### [THE TASK]
Look through the records below and collect all lines that hold the string "Unresolved".

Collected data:
[Start of section]

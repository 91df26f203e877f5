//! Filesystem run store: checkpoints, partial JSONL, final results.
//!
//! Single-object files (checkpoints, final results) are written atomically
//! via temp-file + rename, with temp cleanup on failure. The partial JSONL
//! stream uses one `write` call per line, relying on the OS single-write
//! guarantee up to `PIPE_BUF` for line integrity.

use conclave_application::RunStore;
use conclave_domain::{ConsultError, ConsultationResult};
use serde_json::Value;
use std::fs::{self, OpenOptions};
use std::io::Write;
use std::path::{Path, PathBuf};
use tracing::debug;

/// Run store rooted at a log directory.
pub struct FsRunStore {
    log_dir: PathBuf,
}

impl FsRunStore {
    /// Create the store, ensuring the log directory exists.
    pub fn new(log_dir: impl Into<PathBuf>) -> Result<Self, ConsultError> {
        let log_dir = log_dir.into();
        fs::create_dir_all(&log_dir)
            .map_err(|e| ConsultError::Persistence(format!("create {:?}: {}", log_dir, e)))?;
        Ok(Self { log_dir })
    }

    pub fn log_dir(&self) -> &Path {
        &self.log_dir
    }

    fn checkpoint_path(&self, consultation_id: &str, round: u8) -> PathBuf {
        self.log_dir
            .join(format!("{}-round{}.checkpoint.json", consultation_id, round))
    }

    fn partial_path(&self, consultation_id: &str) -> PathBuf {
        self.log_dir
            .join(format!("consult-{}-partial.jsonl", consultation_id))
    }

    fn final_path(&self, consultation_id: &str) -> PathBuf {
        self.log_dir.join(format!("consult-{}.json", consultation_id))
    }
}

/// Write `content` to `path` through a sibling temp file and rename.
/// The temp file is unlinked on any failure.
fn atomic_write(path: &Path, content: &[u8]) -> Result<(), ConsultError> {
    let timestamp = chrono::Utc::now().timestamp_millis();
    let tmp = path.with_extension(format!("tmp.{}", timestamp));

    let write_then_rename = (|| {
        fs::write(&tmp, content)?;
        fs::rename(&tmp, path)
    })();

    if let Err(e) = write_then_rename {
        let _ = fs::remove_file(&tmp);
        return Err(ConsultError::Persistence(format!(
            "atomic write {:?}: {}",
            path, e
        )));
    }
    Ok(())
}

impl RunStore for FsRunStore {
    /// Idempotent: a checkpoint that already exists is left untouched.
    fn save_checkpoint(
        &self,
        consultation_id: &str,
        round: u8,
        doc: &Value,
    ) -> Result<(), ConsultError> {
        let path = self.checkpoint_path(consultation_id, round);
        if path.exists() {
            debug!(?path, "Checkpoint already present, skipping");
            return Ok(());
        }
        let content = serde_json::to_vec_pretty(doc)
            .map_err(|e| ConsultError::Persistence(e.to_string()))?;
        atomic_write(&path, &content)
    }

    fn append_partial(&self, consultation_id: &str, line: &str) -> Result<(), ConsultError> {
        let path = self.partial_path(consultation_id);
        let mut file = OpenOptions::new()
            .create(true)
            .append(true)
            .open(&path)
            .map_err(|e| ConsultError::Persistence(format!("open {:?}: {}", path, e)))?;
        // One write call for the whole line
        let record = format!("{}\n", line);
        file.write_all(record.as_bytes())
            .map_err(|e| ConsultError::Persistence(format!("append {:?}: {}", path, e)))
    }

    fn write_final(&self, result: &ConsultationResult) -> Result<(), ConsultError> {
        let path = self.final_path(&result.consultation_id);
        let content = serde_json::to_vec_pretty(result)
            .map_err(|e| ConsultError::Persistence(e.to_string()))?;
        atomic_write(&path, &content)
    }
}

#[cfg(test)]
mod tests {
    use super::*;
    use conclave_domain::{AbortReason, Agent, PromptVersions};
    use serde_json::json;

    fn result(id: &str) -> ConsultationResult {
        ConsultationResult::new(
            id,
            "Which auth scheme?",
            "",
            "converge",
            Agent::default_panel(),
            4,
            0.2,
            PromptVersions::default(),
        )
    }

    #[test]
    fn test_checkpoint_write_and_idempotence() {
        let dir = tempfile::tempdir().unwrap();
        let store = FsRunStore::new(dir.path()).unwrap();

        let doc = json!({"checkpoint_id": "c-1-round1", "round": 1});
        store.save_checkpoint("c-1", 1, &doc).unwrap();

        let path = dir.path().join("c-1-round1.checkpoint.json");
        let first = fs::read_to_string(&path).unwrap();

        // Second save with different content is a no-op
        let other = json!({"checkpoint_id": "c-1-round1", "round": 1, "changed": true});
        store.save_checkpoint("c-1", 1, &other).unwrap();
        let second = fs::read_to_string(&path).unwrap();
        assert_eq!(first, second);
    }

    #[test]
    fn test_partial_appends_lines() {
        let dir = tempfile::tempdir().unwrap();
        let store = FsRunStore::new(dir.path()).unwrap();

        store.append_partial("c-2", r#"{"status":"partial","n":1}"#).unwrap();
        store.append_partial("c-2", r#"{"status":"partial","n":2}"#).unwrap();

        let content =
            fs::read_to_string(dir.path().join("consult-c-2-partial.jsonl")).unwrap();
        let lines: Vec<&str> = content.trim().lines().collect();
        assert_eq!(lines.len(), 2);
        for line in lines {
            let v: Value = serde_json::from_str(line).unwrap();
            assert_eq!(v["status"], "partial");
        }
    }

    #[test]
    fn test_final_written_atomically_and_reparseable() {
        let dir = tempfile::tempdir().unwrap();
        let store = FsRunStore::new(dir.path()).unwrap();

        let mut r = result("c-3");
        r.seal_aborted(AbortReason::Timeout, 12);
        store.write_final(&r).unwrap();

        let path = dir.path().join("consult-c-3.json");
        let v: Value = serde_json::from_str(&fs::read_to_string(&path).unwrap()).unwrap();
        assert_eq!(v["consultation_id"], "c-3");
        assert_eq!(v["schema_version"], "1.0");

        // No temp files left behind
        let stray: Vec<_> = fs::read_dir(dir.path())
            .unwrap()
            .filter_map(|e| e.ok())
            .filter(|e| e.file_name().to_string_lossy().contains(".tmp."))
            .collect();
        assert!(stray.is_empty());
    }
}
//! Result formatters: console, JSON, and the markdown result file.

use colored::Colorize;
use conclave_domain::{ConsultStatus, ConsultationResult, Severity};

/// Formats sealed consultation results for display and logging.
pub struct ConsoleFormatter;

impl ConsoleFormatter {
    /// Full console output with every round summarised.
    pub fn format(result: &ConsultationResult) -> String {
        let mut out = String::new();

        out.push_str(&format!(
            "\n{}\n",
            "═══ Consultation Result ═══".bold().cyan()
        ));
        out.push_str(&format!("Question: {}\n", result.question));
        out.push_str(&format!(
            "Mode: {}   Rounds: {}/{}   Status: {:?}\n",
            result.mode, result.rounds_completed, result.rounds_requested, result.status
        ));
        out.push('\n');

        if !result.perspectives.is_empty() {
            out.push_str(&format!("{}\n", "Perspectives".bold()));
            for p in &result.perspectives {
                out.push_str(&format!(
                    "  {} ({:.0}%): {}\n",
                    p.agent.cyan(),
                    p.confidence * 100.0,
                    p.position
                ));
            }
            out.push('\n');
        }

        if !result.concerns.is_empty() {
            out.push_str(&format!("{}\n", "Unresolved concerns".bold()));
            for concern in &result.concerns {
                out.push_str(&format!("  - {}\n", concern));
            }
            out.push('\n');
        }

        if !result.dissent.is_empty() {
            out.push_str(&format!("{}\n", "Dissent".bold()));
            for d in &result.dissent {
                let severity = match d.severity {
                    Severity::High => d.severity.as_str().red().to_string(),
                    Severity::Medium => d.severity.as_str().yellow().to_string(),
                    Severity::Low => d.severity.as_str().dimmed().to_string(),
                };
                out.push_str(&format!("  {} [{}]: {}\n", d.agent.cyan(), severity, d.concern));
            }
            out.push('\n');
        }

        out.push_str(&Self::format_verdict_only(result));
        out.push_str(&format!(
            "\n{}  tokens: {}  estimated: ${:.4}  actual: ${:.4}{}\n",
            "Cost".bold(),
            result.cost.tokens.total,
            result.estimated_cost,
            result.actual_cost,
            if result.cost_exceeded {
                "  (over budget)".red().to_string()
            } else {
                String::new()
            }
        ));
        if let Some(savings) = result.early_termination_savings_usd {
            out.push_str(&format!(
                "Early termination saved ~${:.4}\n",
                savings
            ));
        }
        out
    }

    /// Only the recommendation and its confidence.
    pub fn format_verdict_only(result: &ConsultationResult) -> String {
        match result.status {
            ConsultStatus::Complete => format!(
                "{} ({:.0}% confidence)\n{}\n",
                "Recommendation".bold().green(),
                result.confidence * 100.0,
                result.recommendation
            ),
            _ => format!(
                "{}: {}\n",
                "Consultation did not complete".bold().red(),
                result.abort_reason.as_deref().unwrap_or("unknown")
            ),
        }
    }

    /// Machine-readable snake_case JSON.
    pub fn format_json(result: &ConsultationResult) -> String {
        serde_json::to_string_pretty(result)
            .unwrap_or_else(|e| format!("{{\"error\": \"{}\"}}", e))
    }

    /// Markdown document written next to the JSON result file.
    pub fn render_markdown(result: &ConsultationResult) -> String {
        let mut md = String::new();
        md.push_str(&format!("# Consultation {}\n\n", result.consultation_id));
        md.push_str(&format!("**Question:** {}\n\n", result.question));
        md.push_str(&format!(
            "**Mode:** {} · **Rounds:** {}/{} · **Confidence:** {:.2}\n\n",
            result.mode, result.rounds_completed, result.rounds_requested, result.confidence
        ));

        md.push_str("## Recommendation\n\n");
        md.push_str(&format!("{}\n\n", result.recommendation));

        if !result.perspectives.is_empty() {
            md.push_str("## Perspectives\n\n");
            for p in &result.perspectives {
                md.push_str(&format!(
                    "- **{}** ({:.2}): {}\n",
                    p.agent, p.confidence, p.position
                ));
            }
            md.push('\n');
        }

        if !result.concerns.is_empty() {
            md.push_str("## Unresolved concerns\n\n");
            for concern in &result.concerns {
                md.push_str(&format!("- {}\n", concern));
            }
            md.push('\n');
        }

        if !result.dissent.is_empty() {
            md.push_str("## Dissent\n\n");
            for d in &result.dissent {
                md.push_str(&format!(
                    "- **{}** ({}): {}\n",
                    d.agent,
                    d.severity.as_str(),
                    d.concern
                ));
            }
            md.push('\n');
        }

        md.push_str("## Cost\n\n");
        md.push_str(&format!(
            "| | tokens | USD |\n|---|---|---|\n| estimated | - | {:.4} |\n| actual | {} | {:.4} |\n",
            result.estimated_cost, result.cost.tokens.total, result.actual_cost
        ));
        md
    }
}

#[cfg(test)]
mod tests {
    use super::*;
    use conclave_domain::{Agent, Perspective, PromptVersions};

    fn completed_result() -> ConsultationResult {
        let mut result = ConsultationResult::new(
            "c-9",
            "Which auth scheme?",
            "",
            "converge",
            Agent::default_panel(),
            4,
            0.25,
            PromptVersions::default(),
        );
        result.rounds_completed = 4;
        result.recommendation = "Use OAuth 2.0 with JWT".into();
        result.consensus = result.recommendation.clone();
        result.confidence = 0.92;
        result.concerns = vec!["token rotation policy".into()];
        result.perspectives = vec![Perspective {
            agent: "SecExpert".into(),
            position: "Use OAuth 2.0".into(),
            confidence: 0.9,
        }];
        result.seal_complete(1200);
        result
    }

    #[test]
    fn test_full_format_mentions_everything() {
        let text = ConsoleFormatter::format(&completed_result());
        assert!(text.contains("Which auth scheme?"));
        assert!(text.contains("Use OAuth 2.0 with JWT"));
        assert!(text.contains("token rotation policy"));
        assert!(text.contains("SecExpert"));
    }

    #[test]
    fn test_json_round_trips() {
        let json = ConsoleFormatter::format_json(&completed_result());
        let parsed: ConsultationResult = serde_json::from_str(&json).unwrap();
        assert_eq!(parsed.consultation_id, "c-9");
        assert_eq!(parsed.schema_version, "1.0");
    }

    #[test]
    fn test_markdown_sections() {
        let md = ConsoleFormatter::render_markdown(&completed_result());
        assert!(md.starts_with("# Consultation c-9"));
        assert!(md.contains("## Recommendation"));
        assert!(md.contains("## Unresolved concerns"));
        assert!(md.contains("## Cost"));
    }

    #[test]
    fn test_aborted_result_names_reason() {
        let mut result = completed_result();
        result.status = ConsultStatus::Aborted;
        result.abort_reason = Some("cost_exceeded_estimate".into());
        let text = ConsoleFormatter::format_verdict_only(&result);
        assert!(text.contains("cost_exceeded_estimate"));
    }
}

[End of section]

### [WRITTEN ANSWER]
            out.push_str(&format!("{}\n", "Unresolved concerns".bold()));
            md.push_str("## Unresolved concerns\n\n");
        assert!(md.contains("## Unresolved concerns"));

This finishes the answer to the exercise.